Assignment ▸ Check each line of the entries below for the word "struct", and copy the lines that have it.

Collection entries
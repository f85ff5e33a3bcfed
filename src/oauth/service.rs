//! Upstream OIDC token exchange
//!
//! [`TokenSource`] is the only way the authentication core talks to an
//! identity provider. [`HttpTokenSource`] implements it with the OAuth2
//! `refresh_token` grant against the provider's token endpoint.

use crate::settings::OidcSettings;
use async_trait::async_trait;
use chrono::{DateTime, Duration, Utc};
use serde::Deserialize;
use thiserror::Error;

/// Lifetime assumed when the provider does not send `expires_in`
const DEFAULT_TOKEN_LIFETIME_SECS: i64 = 3600;

/// OAuth token exchange errors
#[derive(Debug, Error)]
pub enum OAuthError {
    #[error("Configuration error: {0}")]
    Configuration(String),
    #[error("Network error: {0}")]
    Network(String),
    #[error("Token endpoint rejected refresh with status {status}: {body}")]
    Rejected { status: u16, body: String },
    #[error("Invalid response: {0}")]
    InvalidResponse(String),
}

/// Tokens returned by a successful refresh
#[derive(Debug, Clone, PartialEq, Eq)]
pub struct OidcToken {
    pub access_token: String,
    /// Present only when the provider rotated the refresh token
    pub refresh_token: Option<String>,
    pub expiry: DateTime<Utc>,
}

/// Capability to exchange a refresh token for a fresh access token
#[async_trait]
pub trait TokenSource: Send + Sync {
    /// Exchange `refresh_token` for a new token set
    ///
    /// # Errors
    ///
    /// Returns an error if the provider is unreachable, rejects the refresh
    /// token, or answers with something that is not a token response
    async fn exchange(&self, refresh_token: &str) -> Result<OidcToken, OAuthError>;
}

#[derive(Debug, Deserialize)]
struct TokenResponse {
    access_token: String,
    refresh_token: Option<String>,
    expires_in: Option<i64>,
    #[serde(default)]
    token_type: Option<String>,
}

impl TokenResponse {
    fn into_token(self, now: DateTime<Utc>) -> Result<OidcToken, OAuthError> {
        if self.access_token.is_empty() {
            return Err(OAuthError::InvalidResponse(
                "token response has an empty access_token".to_string(),
            ));
        }
        if let Some(token_type) = &self.token_type {
            if !token_type.eq_ignore_ascii_case("bearer") {
                log::debug!("Token endpoint returned token_type {token_type}");
            }
        }

        let expires_in = self.expires_in.unwrap_or(DEFAULT_TOKEN_LIFETIME_SECS);
        if expires_in < 0 {
            return Err(OAuthError::InvalidResponse(format!(
                "token response has a negative expires_in ({expires_in})"
            )));
        }
        let expiry = Duration::try_seconds(expires_in)
            .and_then(|lifetime| now.checked_add_signed(lifetime))
            .ok_or_else(|| {
                OAuthError::InvalidResponse(format!(
                    "token response expires_in {expires_in} is out of range"
                ))
            })?;

        Ok(OidcToken {
            access_token: self.access_token,
            refresh_token: self.refresh_token.filter(|token| !token.is_empty()),
            expiry,
        })
    }
}

/// Token source backed by an OAuth2 token endpoint
#[derive(Clone)]
pub struct HttpTokenSource {
    http_client: reqwest::Client,
    token_url: String,
    client_id: String,
    client_secret: Option<String>,
}

impl HttpTokenSource {
    #[must_use]
    pub fn new(token_url: &str, client_id: &str, client_secret: Option<&str>) -> Self {
        Self {
            http_client: reqwest::Client::new(),
            token_url: token_url.to_string(),
            client_id: client_id.to_string(),
            client_secret: client_secret.map(ToString::to_string),
        }
    }

    /// Build a token source from settings, `Ok(None)` when OIDC is not configured
    ///
    /// # Errors
    ///
    /// Returns an error if a client ID is configured but no token endpoint can
    /// be determined, or discovery fails
    pub async fn from_settings(settings: &OidcSettings) -> Result<Option<Self>, OAuthError> {
        let Some(client_id) = settings.client_id.as_deref().filter(|id| !id.is_empty()) else {
            log::info!("❌ OIDC token refresh not configured - missing client_id");
            return Ok(None);
        };

        let token_url = match (&settings.token_endpoint, &settings.discovery_url) {
            (Some(token_endpoint), _) => token_endpoint.clone(),
            (None, Some(discovery_url)) => Self::resolve_from_discovery(discovery_url).await?,
            (None, None) => {
                return Err(OAuthError::Configuration(
                    "OIDC client_id set but neither token_endpoint nor discovery_url".to_string(),
                ))
            }
        };

        url::Url::parse(&token_url).map_err(|e| {
            OAuthError::Configuration(format!("Invalid token endpoint {token_url}: {e}"))
        })?;

        log::info!("✅ OIDC token refresh configured against {token_url}");
        Ok(Some(Self::new(
            &token_url,
            client_id,
            settings.client_secret.as_deref(),
        )))
    }

    async fn resolve_from_discovery(discovery_url: &str) -> Result<String, OAuthError> {
        log::debug!("Fetching discovery document from: {discovery_url}");

        let response = reqwest::get(discovery_url)
            .await
            .map_err(|e| OAuthError::Network(format!("Failed to fetch discovery document: {e}")))?;
        if !response.status().is_success() {
            return Err(OAuthError::Network(format!(
                "Discovery document request failed with status: {}",
                response.status()
            )));
        }

        let document: serde_json::Value = response.json().await.map_err(|e| {
            OAuthError::InvalidResponse(format!("Failed to parse discovery document JSON: {e}"))
        })?;
        document["token_endpoint"]
            .as_str()
            .map(ToString::to_string)
            .ok_or_else(|| {
                OAuthError::InvalidResponse(
                    "Missing token_endpoint in discovery document".to_string(),
                )
            })
    }

    #[must_use]
    pub fn token_url(&self) -> &str {
        &self.token_url
    }
}

#[async_trait]
impl TokenSource for HttpTokenSource {
    async fn exchange(&self, refresh_token: &str) -> Result<OidcToken, OAuthError> {
        let mut params = vec![
            ("grant_type", "refresh_token"),
            ("refresh_token", refresh_token),
            ("client_id", self.client_id.as_str()),
        ];
        if let Some(secret) = &self.client_secret {
            params.push(("client_secret", secret.as_str()));
        }

        log::debug!("Refreshing OIDC token via {}", self.token_url);
        let response = self
            .http_client
            .post(&self.token_url)
            .form(&params)
            .send()
            .await
            .map_err(|e| OAuthError::Network(format!("Failed to refresh token: {e}")))?;

        let status = response.status();
        if !status.is_success() {
            let body = response
                .text()
                .await
                .unwrap_or_else(|_| "Unknown error".to_string());
            return Err(OAuthError::Rejected {
                status: status.as_u16(),
                body,
            });
        }

        let token_response: TokenResponse = response
            .json()
            .await
            .map_err(|e| OAuthError::InvalidResponse(format!("Failed to parse token response: {e}")))?;

        token_response.into_token(Utc::now())
    }
}
//! Request binding of authenticated sessions
//!
//! [`ApiKeyAuth`] wraps a scope or app. Requests that fail authentication are
//! answered directly and never reach the wrapped service; requests that pass
//! carry an [`ApiKey`] in their extensions for the rest of their lifetime.

use crate::models::SessionRecord;
use crate::session::manager::SessionManager;
use crate::utils::responses::ResponseBuilder;
use actix_web::body::EitherBody;
use actix_web::dev::{forward_ready, Payload, Service, ServiceRequest, ServiceResponse, Transform};
use actix_web::{Error, FromRequest, HttpMessage, HttpRequest, ResponseError};
use std::future::{ready, Future, Ready};
use std::ops::Deref;
use std::pin::Pin;
use std::rc::Rc;
use std::sync::Arc;

/// The session an API key resolved to, shared read-only with handlers
#[derive(Debug, Clone)]
pub struct ApiKey(pub Arc<SessionRecord>);

impl Deref for ApiKey {
    type Target = SessionRecord;

    fn deref(&self) -> &Self::Target {
        &self.0
    }
}

/// Session bound to the request by [`ApiKeyAuth`]
///
/// # Panics
///
/// Panics when the request did not pass through [`ApiKeyAuth`]. Calling this
/// on an unprotected route is a wiring bug; use the [`ApiKey`] extractor
/// where a recoverable failure is preferred.
#[must_use]
pub fn api_key(req: &HttpRequest) -> Arc<SessionRecord> {
    match req.extensions().get::<ApiKey>() {
        Some(ApiKey(record)) => Arc::clone(record),
        None => panic!(
            "api_key called on {} without ApiKeyAuth middleware",
            req.path()
        ),
    }
}

impl FromRequest for ApiKey {
    type Error = Error;
    type Future = Ready<Result<Self, Self::Error>>;

    fn from_request(req: &HttpRequest, _payload: &mut Payload) -> Self::Future {
        let api_key = req.extensions().get::<ApiKey>().cloned();
        ready(api_key.ok_or_else(|| {
            log::error!(
                "ApiKey extractor used on {} without ApiKeyAuth middleware",
                req.path()
            );
            actix_web::error::InternalError::from_response(
                "missing ApiKeyAuth middleware",
                ResponseBuilder::internal_server_error()
                    .with_error_code("missing_session")
                    .build(),
            )
            .into()
        }))
    }
}

/// Middleware factory authenticating the API key cookie of every request
#[derive(Clone)]
pub struct ApiKeyAuth {
    manager: SessionManager,
}

impl ApiKeyAuth {
    #[must_use]
    pub fn new(manager: SessionManager) -> Self {
        Self { manager }
    }
}

impl<S, B> Transform<S, ServiceRequest> for ApiKeyAuth
where
    S: Service<ServiceRequest, Response = ServiceResponse<B>, Error = Error> + 'static,
    B: 'static,
{
    type Response = ServiceResponse<EitherBody<B>>;
    type Error = Error;
    type Transform = ApiKeyMiddleware<S>;
    type InitError = ();
    type Future = Ready<Result<Self::Transform, Self::InitError>>;

    fn new_transform(&self, service: S) -> Self::Future {
        ready(Ok(ApiKeyMiddleware {
            service: Rc::new(service),
            manager: self.manager.clone(),
        }))
    }
}

pub struct ApiKeyMiddleware<S> {
    service: Rc<S>,
    manager: SessionManager,
}

impl<S, B> Service<ServiceRequest> for ApiKeyMiddleware<S>
where
    S: Service<ServiceRequest, Response = ServiceResponse<B>, Error = Error> + 'static,
    B: 'static,
{
    type Response = ServiceResponse<EitherBody<B>>;
    type Error = Error;
    type Future = Pin<Box<dyn Future<Output = Result<Self::Response, Self::Error>>>>;

    forward_ready!(service);

    fn call(&self, req: ServiceRequest) -> Self::Future {
        let service = Rc::clone(&self.service);
        let manager = self.manager.clone();

        Box::pin(async move {
            let cookie = req.cookie(manager.cookie_name());
            match manager.authenticate(cookie.as_ref().map(|c| c.value())).await {
                Ok(record) => {
                    log::debug!(
                        "Authenticated session {} ({}) for {}",
                        record.id,
                        record.login_type,
                        req.path()
                    );
                    req.extensions_mut().insert(ApiKey(Arc::new(record)));
                    service
                        .call(req)
                        .await
                        .map(ServiceResponse::map_into_left_body)
                }
                Err(err) => {
                    err.log();
                    let response = err.error_response();
                    Ok(req.into_response(response).map_into_right_body())
                }
            }
        })
    }
}

#[cfg(test)]
mod tests {
    use super::*;
    use crate::testing::{TestFixtures, TestSessionBuilder};
    use actix_web::{test as actix_test, web, App, HttpResponse};

    async fn whoami(key: ApiKey) -> HttpResponse {
        HttpResponse::Ok().body(key.id.clone())
    }

    #[actix_web::test]
    async fn test_extractor_without_middleware_is_server_error() {
        let app = actix_test::init_service(App::new().route("/", web::get().to(whoami))).await;
        let req = actix_test::TestRequest::get().uri("/").to_request();
        let body: serde_json::Value = actix_test::call_and_read_body_json(&app, req).await;
        assert_eq!(body["error"], "missing_session");
    }

    #[test]
    #[should_panic(expected = "without ApiKeyAuth middleware")]
    fn test_accessor_without_middleware_panics() {
        let req = actix_test::TestRequest::get().uri("/unprotected").to_http_request();
        let _ = api_key(&req);
    }

    #[actix_web::test]
    async fn test_extractor_and_accessor_agree() {
        let (id, secret) = TestFixtures::random_api_key_parts();
        let (manager, _store) =
            TestFixtures::session_manager(vec![TestSessionBuilder::new(&id, &secret).build()]).await;

        let app = actix_test::init_service(
            App::new()
                .wrap(ApiKeyAuth::new(manager.clone()))
                .route(
                    "/",
                    web::get().to(|req: HttpRequest, key: ApiKey| async move {
                        assert!(Arc::ptr_eq(&api_key(&req), &key.0));
                        HttpResponse::Ok().body(key.id.clone())
                    }),
                ),
        )
        .await;

        let req = actix_test::TestRequest::get()
            .uri("/")
            .cookie(actix_web::cookie::Cookie::new(
                manager.cookie_name().to_string(),
                TestFixtures::cookie_value(&id, &secret),
            ))
            .to_request();
        let body = actix_test::call_and_read_body(&app, req).await;
        assert_eq!(body, id.as_bytes());
    }
}
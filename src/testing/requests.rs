//! Drive a route protected by `ApiKeyAuth` end to end

use crate::session::{api_key, ApiKeyAuth, SessionManager};
use actix_web::cookie::Cookie;
use actix_web::http::StatusCode;
use actix_web::{test, web, App, HttpRequest, HttpResponse};
use serde_json::{json, Value};

use super::constants::PROTECTED_PATH;

/// Status and JSON body of a response from the protected test route
#[derive(Debug)]
pub struct ProtectedResponse {
    pub status: StatusCode,
    /// `Value::Null` when the body is not JSON
    pub body: Value,
}

/// Handler behind the middleware; echoes the bound session
async fn protected(req: HttpRequest) -> HttpResponse {
    let session = api_key(&req);
    HttpResponse::Ok().json(json!({
        "message": "it worked!",
        "id": session.id,
        "oidc_access_token": session.oidc_access_token,
    }))
}

/// Send one GET to the protected route, presenting `cookie` under the
/// manager's cookie name when given
pub async fn call_protected(manager: &SessionManager, cookie: Option<&str>) -> ProtectedResponse {
    let app = test::init_service(
        App::new().service(
            web::scope("/api")
                .wrap(ApiKeyAuth::new(manager.clone()))
                .route("/protected", web::get().to(protected)),
        ),
    )
    .await;

    let mut req = test::TestRequest::get().uri(PROTECTED_PATH);
    if let Some(value) = cookie {
        req = req.cookie(Cookie::new(
            manager.cookie_name().to_string(),
            value.to_string(),
        ));
    }

    let resp = test::call_service(&app, req.to_request()).await;
    let status = resp.status();
    let bytes = test::read_body(resp).await;
    ProtectedResponse {
        status,
        body: serde_json::from_slice(&bytes).unwrap_or(Value::Null),
    }
}
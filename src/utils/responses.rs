//! HTTP response helpers
//!
//! Authentication failures must be indistinguishable from each other on the
//! wire, so the common error bodies are serialized once and reused verbatim.

use actix_web::{http::header, HttpResponse};
use serde_json::{json, Value};

/// Global instance of pre-serialized common responses
static CACHED_RESPONSES: std::sync::LazyLock<CachedResponses> =
    std::sync::LazyLock::new(CachedResponses::new);

/// Container for pre-serialized common HTTP response bodies
struct CachedResponses {
    unauthorized: String,
    server_error: String,
    service_unavailable: String,
}

impl CachedResponses {
    fn new() -> Self {
        Self {
            unauthorized: Self::create_json(
                "unauthorized",
                "Authentication is required to access this resource",
            ),
            server_error: Self::create_json("server_error", "An internal server error occurred"),
            service_unavailable: Self::create_json(
                "service_unavailable",
                "The service is temporarily unavailable",
            ),
        }
    }

    fn create_json(error: &str, description: &str) -> String {
        json!({
            "error": error,
            "error_description": description
        })
        .to_string()
    }

    fn unauthorized(&self) -> HttpResponse {
        HttpResponse::Unauthorized()
            .insert_header((header::CONTENT_TYPE, "application/json"))
            .body(self.unauthorized.clone())
    }

    fn server_error(&self) -> HttpResponse {
        HttpResponse::InternalServerError()
            .insert_header((header::CONTENT_TYPE, "application/json"))
            .body(self.server_error.clone())
    }

    fn service_unavailable(&self) -> HttpResponse {
        HttpResponse::ServiceUnavailable()
            .insert_header((header::CONTENT_TYPE, "application/json"))
            .body(self.service_unavailable.clone())
    }
}

/// Unified response builder
pub struct ResponseBuilder;

impl ResponseBuilder {
    /// Create an `Unauthorized` (401) error response with optional customization
    #[must_use]
    pub fn unauthorized() -> ErrorResponseBuilder {
        ErrorResponseBuilder::new(ErrorType::Unauthorized)
    }

    /// Create an `InternalServerError` (500) error response with optional customization
    #[must_use]
    pub fn internal_server_error() -> ErrorResponseBuilder {
        ErrorResponseBuilder::new(ErrorType::InternalServerError)
    }

    /// Create a `ServiceUnavailable` (503) error response with optional customization
    #[must_use]
    pub fn service_unavailable() -> ErrorResponseBuilder {
        ErrorResponseBuilder::new(ErrorType::ServiceUnavailable)
    }

    /// Create an OK response (200) with JSON content
    #[must_use]
    pub fn ok<T: serde::Serialize>(data: &T) -> HttpResponse {
        HttpResponse::Ok()
            .insert_header((header::CONTENT_TYPE, "application/json"))
            .json(data)
    }
}

/// Builder for error responses with fluent interface
pub struct ErrorResponseBuilder {
    error_type: ErrorType,
    error_code: Option<String>,
}

#[derive(Clone, Copy)]
enum ErrorType {
    Unauthorized,
    InternalServerError,
    ServiceUnavailable,
}

impl ErrorResponseBuilder {
    fn new(error_type: ErrorType) -> Self {
        Self {
            error_type,
            error_code: None,
        }
    }

    /// Set a custom error code
    #[must_use]
    pub fn with_error_code(mut self, code: &str) -> Self {
        self.error_code = Some(code.to_string());
        self
    }

    /// Build the final `HttpResponse`
    #[must_use]
    pub fn build(self) -> HttpResponse {
        let Some(error_code) = self.error_code else {
            return match self.error_type {
                ErrorType::Unauthorized => CACHED_RESPONSES.unauthorized(),
                ErrorType::InternalServerError => CACHED_RESPONSES.server_error(),
                ErrorType::ServiceUnavailable => CACHED_RESPONSES.service_unavailable(),
            };
        };

        let description = match self.error_type {
            ErrorType::Unauthorized => "Authentication is required to access this resource",
            ErrorType::InternalServerError => "An internal server error occurred",
            ErrorType::ServiceUnavailable => "The service is temporarily unavailable",
        };

        let body = json!({
            "error": Value::String(error_code),
            "error_description": Value::String(description.to_string()),
        });

        let mut response = match self.error_type {
            ErrorType::Unauthorized => HttpResponse::Unauthorized(),
            ErrorType::InternalServerError => HttpResponse::InternalServerError(),
            ErrorType::ServiceUnavailable => HttpResponse::ServiceUnavailable(),
        };

        response
            .insert_header((header::CONTENT_TYPE, "application/json"))
            .json(body)
    }
}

Response ▸
pub struct OidcToken {
struct TokenResponse {
pub struct HttpTokenSource {
pub struct ApiKey(pub Arc<SessionRecord>);
pub struct ApiKeyAuth {
pub struct ApiKeyMiddleware<S> {
pub struct ProtectedResponse {
struct CachedResponses {
pub struct ResponseBuilder;
pub struct ErrorResponseBuilder {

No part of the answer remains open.